*** Input material Section Begins ***
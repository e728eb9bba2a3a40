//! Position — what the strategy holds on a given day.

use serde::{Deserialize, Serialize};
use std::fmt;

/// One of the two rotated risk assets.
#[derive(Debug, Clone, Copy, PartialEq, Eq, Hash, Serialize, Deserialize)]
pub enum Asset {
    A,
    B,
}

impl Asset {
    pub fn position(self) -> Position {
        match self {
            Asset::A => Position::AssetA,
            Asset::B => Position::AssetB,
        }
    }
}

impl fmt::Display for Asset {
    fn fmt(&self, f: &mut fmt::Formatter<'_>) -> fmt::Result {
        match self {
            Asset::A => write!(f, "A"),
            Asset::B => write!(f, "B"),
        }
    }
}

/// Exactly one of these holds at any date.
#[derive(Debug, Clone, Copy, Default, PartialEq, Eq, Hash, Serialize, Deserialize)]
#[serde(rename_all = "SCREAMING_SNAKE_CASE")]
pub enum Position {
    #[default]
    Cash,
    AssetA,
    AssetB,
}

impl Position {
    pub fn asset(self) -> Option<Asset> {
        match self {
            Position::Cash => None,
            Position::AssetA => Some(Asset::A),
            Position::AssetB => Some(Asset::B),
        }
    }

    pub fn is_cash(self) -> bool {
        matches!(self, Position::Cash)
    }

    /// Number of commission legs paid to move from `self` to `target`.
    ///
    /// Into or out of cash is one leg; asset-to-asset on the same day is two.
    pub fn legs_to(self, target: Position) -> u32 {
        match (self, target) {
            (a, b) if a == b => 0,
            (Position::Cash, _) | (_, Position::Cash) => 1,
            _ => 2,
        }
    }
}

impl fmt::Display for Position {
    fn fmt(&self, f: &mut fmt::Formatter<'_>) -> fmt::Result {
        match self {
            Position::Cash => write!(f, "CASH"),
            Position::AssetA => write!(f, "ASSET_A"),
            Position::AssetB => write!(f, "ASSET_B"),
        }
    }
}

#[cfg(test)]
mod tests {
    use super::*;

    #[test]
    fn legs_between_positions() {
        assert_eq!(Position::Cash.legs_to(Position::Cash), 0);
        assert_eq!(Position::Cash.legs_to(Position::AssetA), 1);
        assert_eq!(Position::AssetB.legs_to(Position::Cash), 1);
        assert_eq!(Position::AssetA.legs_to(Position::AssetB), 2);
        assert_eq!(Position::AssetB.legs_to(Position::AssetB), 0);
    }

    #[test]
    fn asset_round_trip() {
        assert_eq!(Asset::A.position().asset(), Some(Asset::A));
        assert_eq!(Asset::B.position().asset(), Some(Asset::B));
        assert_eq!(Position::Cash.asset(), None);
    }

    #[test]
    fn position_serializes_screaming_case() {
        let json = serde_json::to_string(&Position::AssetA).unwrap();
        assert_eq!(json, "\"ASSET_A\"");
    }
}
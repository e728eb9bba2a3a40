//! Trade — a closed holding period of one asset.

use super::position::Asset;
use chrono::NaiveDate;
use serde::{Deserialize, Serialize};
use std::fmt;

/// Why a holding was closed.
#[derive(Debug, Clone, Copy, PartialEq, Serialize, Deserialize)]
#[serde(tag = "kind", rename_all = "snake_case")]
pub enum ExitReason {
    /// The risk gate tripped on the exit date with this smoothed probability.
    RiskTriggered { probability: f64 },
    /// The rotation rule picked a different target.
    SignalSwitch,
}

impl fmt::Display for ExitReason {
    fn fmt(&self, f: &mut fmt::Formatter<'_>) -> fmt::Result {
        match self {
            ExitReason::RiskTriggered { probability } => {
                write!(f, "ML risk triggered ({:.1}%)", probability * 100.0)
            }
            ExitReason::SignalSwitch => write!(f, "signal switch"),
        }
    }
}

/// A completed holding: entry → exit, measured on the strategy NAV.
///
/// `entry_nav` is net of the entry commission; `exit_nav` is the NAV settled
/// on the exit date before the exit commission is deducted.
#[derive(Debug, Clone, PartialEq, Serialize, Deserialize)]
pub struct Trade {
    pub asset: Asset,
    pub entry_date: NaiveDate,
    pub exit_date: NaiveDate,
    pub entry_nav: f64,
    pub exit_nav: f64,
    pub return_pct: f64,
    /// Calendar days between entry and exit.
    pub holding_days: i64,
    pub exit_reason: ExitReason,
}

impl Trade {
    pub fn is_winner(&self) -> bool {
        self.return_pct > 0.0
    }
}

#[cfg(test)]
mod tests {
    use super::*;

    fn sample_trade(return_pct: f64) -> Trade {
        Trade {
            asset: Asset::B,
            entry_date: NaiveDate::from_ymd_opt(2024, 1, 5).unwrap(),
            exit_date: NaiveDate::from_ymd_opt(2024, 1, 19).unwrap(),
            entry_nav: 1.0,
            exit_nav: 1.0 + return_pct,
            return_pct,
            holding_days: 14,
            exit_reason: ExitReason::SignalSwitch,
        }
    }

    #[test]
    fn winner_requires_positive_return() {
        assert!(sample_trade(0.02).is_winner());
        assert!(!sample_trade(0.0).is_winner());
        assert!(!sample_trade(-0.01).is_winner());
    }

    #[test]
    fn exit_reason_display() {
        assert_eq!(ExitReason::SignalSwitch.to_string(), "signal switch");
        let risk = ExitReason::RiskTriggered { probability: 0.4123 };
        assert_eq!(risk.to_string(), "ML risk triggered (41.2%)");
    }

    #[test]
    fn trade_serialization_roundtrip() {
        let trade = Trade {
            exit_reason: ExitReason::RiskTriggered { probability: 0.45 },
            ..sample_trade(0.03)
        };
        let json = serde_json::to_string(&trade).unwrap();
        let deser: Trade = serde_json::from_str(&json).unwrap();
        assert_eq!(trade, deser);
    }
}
*** Input material Section Ends ***
→ **Work item**
Working through the entries line by line, count those containing "impl" and report only the number.

→ **Task response**
6